The Nigerian Government, through the Ministry of Petroleum Resources, has inaugurated a Technical and Steering Committee on the creation and management of the Nigeria Green Climate Fund and Sovereign Carbon Credits.

The move is aimed at positioning the country as a major player in global climate finance and energy transition.

Speaking at the inauguration in Abuja, the Permanent Secretary of the Ministry, Dr. Emeka Vitalis Obi, described the initiative as “a bold step towards integrating economic growth, energy security, and environmental responsibility.”

Dr. Obi noted that the Committee’s mandate is to design financial, institutional, and regulatory frameworks that will enable Nigeria to access global climate capital, monetize emission reductions, and reposition the Ministry as a transition-energy and climate-smart institution, in line with the Petroleum Industry Act (PIA) 2021.

The Permanent Secretary MPR. Dr.

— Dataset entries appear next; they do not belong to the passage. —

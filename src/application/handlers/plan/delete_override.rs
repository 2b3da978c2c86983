//! DeleteOverrideHandler - Resets an action back to its template defaults.
//!
//! Deleting the override row is how "reset" works; the template action
//! itself is never touched.

use std::sync::Arc;

use crate::domain::foundation::{DomainError, OrganizationId, TemplateActionId};
use crate::ports::PlanStore;

/// Command to remove an organization's override for one template action.
#[derive(Debug, Clone)]
pub struct DeleteOverrideCommand {
    pub organization_id: OrganizationId,
    pub template_action_id: TemplateActionId,
}

/// Result of the removal.
#[derive(Debug, Clone, Copy, PartialEq, Eq)]
pub struct DeleteOverrideResult {
    /// `false` when there was no row to delete. Still a success; the
    /// operation is idempotent.
    pub removed: bool,
}

/// Error type for deleting an override.
#[derive(Debug, Clone)]
pub enum DeleteOverrideError {
    /// Organization not found.
    OrganizationNotFound(OrganizationId),
    /// Infrastructure error.
    Infrastructure(String),
}

impl std::fmt::Display for DeleteOverrideError {
    fn fmt(&self, f: &mut std::fmt::Formatter<'_>) -> std::fmt::Result {
        match self {
            DeleteOverrideError::OrganizationNotFound(id) => {
                write!(f, "Organization not found: {}", id)
            }
            DeleteOverrideError::Infrastructure(msg) => write!(f, "Infrastructure error: {}", msg),
        }
    }
}

impl std::error::Error for DeleteOverrideError {}

impl From<DomainError> for DeleteOverrideError {
    fn from(err: DomainError) -> Self {
        DeleteOverrideError::Infrastructure(err.message)
    }
}

/// Handler for the override removal.
pub struct DeleteOverrideHandler {
    store: Arc<dyn PlanStore>,
}

impl DeleteOverrideHandler {
    pub fn new(store: Arc<dyn PlanStore>) -> Self {
        Self { store }
    }

    pub async fn handle(
        &self,
        command: DeleteOverrideCommand,
    ) -> Result<DeleteOverrideResult, DeleteOverrideError> {
        if self
            .store
            .find_organization(command.organization_id)
            .await?
            .is_none()
        {
            return Err(DeleteOverrideError::OrganizationNotFound(
                command.organization_id,
            ));
        }

        let removed = self
            .store
            .delete_override_row(command.organization_id, command.template_action_id)
            .await?;

        if removed {
            tracing::debug!(
                organization_id = %command.organization_id,
                template_action_id = %command.template_action_id,
                "Override row removed"
            );
        }

        Ok(DeleteOverrideResult { removed })
    }
}
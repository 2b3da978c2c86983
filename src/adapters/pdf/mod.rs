//! PDF rendering adapter: streaming plan documents.
//!
//! The writer emits PDF objects incrementally into any `io::Write` sink;
//! the composer bridges that into a channel consumed by the HTTP layer.

mod composer;
mod context;
mod sections;
mod text;
mod writer;

pub use composer::PdfDocumentRenderer;

use thiserror::Error;

/// Errors inside a render run.
#[derive(Debug, Error)]
pub enum RenderError {
    /// The byte stream consumer went away; stop generating.
    #[error("output stream aborted by the consumer")]
    StreamAborted,

    /// IO failure writing to the sink.
    #[error("render io error: {0}")]
    Io(std::io::Error),

    /// An artifact could not be decoded as an image.
    #[error("image error: {0}")]
    Image(String),
}

impl From<std::io::Error> for RenderError {
    fn from(err: std::io::Error) -> Self {
        // The channel sink reports a dropped receiver as BrokenPipe.
        if err.kind() == std::io::ErrorKind::BrokenPipe {
            RenderError::StreamAborted
        } else {
            RenderError::Io(err)
        }
    }
}
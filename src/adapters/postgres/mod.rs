//! PostgreSQL adapters - Database implementations for persistence ports.

mod plan_store;

pub use plan_store::PostgresPlanStore;
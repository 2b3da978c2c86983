//! Uploaded evidence artifacts (photos, attendance lists).

use serde::{Deserialize, Serialize};

use crate::domain::foundation::{EvidenceId, OrganizationId, Timestamp, UserId};

/// Kind of evidence artifact.
#[derive(Debug, Clone, Copy, PartialEq, Eq, Serialize, Deserialize)]
#[serde(rename_all = "snake_case")]
pub enum EvidenceKind {
    /// A photograph, rendered in the gallery grid.
    Photo,
    /// An attendance-list document, rendered as a list entry.
    AttendanceList,
}

/// One uploaded artifact attached to an organization.
///
/// Upload and physical-file lifecycle belong to the upload collaborator;
/// this subsystem only reads the row and the stored file.
#[derive(Debug, Clone, Serialize, Deserialize)]
pub struct Evidence {
    pub id: EvidenceId,
    pub organization_id: OrganizationId,
    pub kind: EvidenceKind,
    pub original_filename: String,
    /// Path relative to the artifact storage root.
    pub storage_path: String,
    pub caption: Option<String>,
    pub uploaded_by: UserId,
    pub created_at: Timestamp,
}

impl Evidence {
    /// Caption shown under the gallery cell; falls back to the filename.
    pub fn display_caption(&self) -> &str {
        self.caption
            .as_deref()
            .filter(|c| !c.trim().is_empty())
            .unwrap_or(&self.original_filename)
    }
}
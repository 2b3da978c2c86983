//! Plan command and query handlers.

// Command handlers
mod delete_override;
mod render_document;
mod update_narrative;
mod upsert_override;

// Query handlers
mod resolve_plan;

#[cfg(test)]
pub(crate) mod testing;

pub use delete_override::{
    DeleteOverrideCommand, DeleteOverrideError, DeleteOverrideHandler, DeleteOverrideResult,
};
pub use render_document::{
    RenderDocumentCommand, RenderDocumentError, RenderDocumentHandler, RenderDocumentResult,
};
pub use update_narrative::{
    UpdateNarrativeCommand, UpdateNarrativeError, UpdateNarrativeHandler, UpdateNarrativeResult,
};
pub use upsert_override::{
    UpsertOverrideCommand, UpsertOverrideError, UpsertOverrideHandler, UpsertOverrideResult,
};

// Query handlers
pub use resolve_plan::{ResolvePlanError, ResolvePlanHandler, ResolvePlanQuery, ResolvePlanResult};
//! Document Renderer Port - Streaming PDF generation interface.
//!
//! The application layer hands a resolved plan to this port and receives a
//! byte stream back. The PDF adapter provides the implementation.

use async_trait::async_trait;
use tokio::sync::mpsc;

use crate::domain::foundation::DomainError;
use crate::domain::plan::ResolvedPlan;

/// Chunked document bytes. An `Err` item terminates the stream; the bytes
/// received before it must be treated as a truncated document.
pub type DocumentStream = mpsc::Receiver<Result<Vec<u8>, DomainError>>;

/// Port for rendering a resolved plan into a streamed document.
///
/// # Contract
///
/// Implementations must:
/// - Return the receiver before rendering completes (true streaming)
/// - Stop generating promptly when the receiver is dropped
/// - Terminate the stream with an error item on internal failure rather
///   than ending it silently
#[async_trait]
pub trait DocumentRenderer: Send + Sync {
    /// Start rendering `plan` and return the byte stream.
    async fn render(&self, plan: ResolvedPlan) -> Result<DocumentStream, DomainError>;
}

Vitalis Emeka Obi mni (5th left) in a group photograph with the Chairman and members of the Technical Committee on creation of the Nigeria Green Fund and Development of Sovereign Carbon Credits in Abuja.

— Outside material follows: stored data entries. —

//! RenderDocumentHandler - Resolves a plan and streams it as a PDF.
//!
//! The handler owns the resolve step; the byte production is behind the
//! `DocumentRenderer` port so the application layer never sees PDF
//! internals.

use std::sync::Arc;

use crate::domain::foundation::{DomainError, OrganizationId};
use crate::ports::{DocumentRenderer, DocumentStream, PlanStore};

use super::resolve_plan::resolve_plan;

/// Command to render one organization's plan document.
#[derive(Debug, Clone)]
pub struct RenderDocumentCommand {
    pub organization_id: OrganizationId,
}

/// A started render: the byte stream plus response metadata.
pub struct RenderDocumentResult {
    pub stream: DocumentStream,
    /// Suggested download filename.
    pub filename: String,
    pub content_type: &'static str,
}

/// Error type for starting a render.
#[derive(Debug, Clone)]
pub enum RenderDocumentError {
    /// Organization not found.
    NotFound(OrganizationId),
    /// Infrastructure error.
    Infrastructure(String),
}

impl std::fmt::Display for RenderDocumentError {
    fn fmt(&self, f: &mut std::fmt::Formatter<'_>) -> std::fmt::Result {
        match self {
            RenderDocumentError::NotFound(id) => write!(f, "Organization not found: {}", id),
            RenderDocumentError::Infrastructure(msg) => {
                write!(f, "Infrastructure error: {}", msg)
            }
        }
    }
}

impl std::error::Error for RenderDocumentError {}

impl From<DomainError> for RenderDocumentError {
    fn from(err: DomainError) -> Self {
        RenderDocumentError::Infrastructure(err.message)
    }
}

/// Handler for starting a plan document render.
pub struct RenderDocumentHandler {
    store: Arc<dyn PlanStore>,
    renderer: Arc<dyn DocumentRenderer>,
}

impl RenderDocumentHandler {
    pub fn new(store: Arc<dyn PlanStore>, renderer: Arc<dyn DocumentRenderer>) -> Self {
        Self { store, renderer }
    }

    pub async fn handle(
        &self,
        command: RenderDocumentCommand,
    ) -> Result<RenderDocumentResult, RenderDocumentError> {
        let plan = resolve_plan(self.store.as_ref(), command.organization_id)
            .await?
            .ok_or(RenderDocumentError::NotFound(command.organization_id))?;

        let filename = format!("plano-de-gestao-{}.pdf", slugify(&plan.organization.name));

        tracing::info!(
            organization_id = %command.organization_id,
            organization = %plan.organization.name,
            "Starting plan document render"
        );

        let stream = self.renderer.render(plan).await?;

        Ok(RenderDocumentResult {
            stream,
            filename,
            content_type: "application/pdf",
        })
    }
}

/// Filename-safe slug: lowercase ASCII alphanumerics joined by hyphens.
fn slugify(name: &str) -> String {
    let mut slug = String::with_capacity(name.len());
    let mut pending_hyphen = false;
    for c in name.chars() {
        if c.is_ascii_alphanumeric() {
            if pending_hyphen && !slug.is_empty() {
                slug.push('-');
            }
            pending_hyphen = false;
            slug.push(c.to_ascii_lowercase());
        } else {
            pending_hyphen = true;
        }
    }
    if slug.is_empty() {
        "organizacao".to_string()
    } else {
        slug
    }
}

#[cfg(test)]
mod tests {
    use super::*;
    use crate::application::handlers::plan::testing::{seeded_store, template};
    use crate::domain::plan::ResolvedPlan;
    use async_trait::async_trait;
    use tokio::sync::mpsc;

    struct StubRenderer;

    #[async_trait]
    impl DocumentRenderer for StubRenderer {
        async fn render(&self, _plan: ResolvedPlan) -> Result<DocumentStream, DomainError> {
            let (tx, rx) = mpsc::channel(4);
            tx.send(Ok(b"%PDF-1.4".to_vec())).await.ok();
            Ok(rx)
        }
    }

    #[tokio::test]
    async fn streams_bytes_for_an_existing_organization() {
        let (store, org_id) = seeded_store(vec![template("SAUDE", None, 1)]);
        let handler = RenderDocumentHandler::new(Arc::new(store), Arc::new(StubRenderer));

        let mut result = handler
            .handle(RenderDocumentCommand {
                organization_id: org_id,
            })
            .await
            .unwrap();

        assert_eq!(result.content_type, "application/pdf");
        assert!(result.filename.starts_with("plano-de-gestao-"));
        assert!(result.filename.ends_with(".pdf"));

        let first = result.stream.recv().await.unwrap().unwrap();
        assert!(first.starts_with(b"%PDF-"));
    }

    #[tokio::test]
    async fn unknown_organization_is_rejected_before_rendering() {
        let (store, _org_id) = seeded_store(vec![]);
        let handler = RenderDocumentHandler::new(Arc::new(store), Arc::new(StubRenderer));

        let result = handler
            .handle(RenderDocumentCommand {
                organization_id: OrganizationId::new(),
            })
            .await;

        assert!(matches!(result, Err(RenderDocumentError::NotFound(_))));
    }

    #[test]
    fn slugify_collapses_punctuation_and_accents() {
        assert_eq!(slugify("Associação Boa Vista"), "associa-o-boa-vista");
        assert_eq!(slugify("  --  "), "organizacao");
        assert_eq!(slugify("Quilombo2025"), "quilombo2025");
    }
}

He highlighted that the global voluntary carbon market is projected to exceed $50 billion by 2030 and reach $1 trillion by 2037, while Africa, despite contributing less than three percent of global emissions, receives under five percent of international climate finance.

He emphasised that Nigeria’s petroleum sector is strategically positioned to play a central role in global climate solutions due to its methane reduction potential.

The Permanent Secretary further explained that “under Nigeria’s updated Nationally Determined Contributions (NDCs), the country has pledged to cut emissions by 47 percent by 2030, equivalent to about 60 million metric tonnes—subject to international support.”

Dr Obi disclosed that gas flaring has reduced from 2.5 billion standard cubic feet per day in 2000 to about 700 million today, though it still emits over 25 million metric tonnes of CO₂ equivalent annually.

He said proper capture and trading of these emissions could earn Nigeria over $500 million each year.

Dr. Obi added that Nigeria’s Energy Transition Plan requires $1.9 trillion in investment by 2060, with about $410 billion expected from climate finance and carbon markets. He urged the Committee to deliver its report within 10 weeks, emphasising accuracy, patriotism, and institutional focus.

Earlier, the Director of Midstream and Downstream, Mr. Mohammed Mohammed Abubakar, described the inauguration as a milestone in aligning Nigeria’s petroleum sector with global transition priorities.

Mr Abubakar said the Ministry, in collaboration with Black River Switzerland and other government institutions, is developing a credible carbon credit trading framework for the oil and gas industry.

He noted that “the partnership brings technical expertise in carbon asset development, emissions accounting, and verification systems to ensure transparency and compliance with international standards.”

Members of the Committee were drawn from the Ministry of Petroleum Resources and relevant agencies including NMDPRA, NUPRC, and the National Council on Climate Change (NCCC), alongside private sector experts from Black River.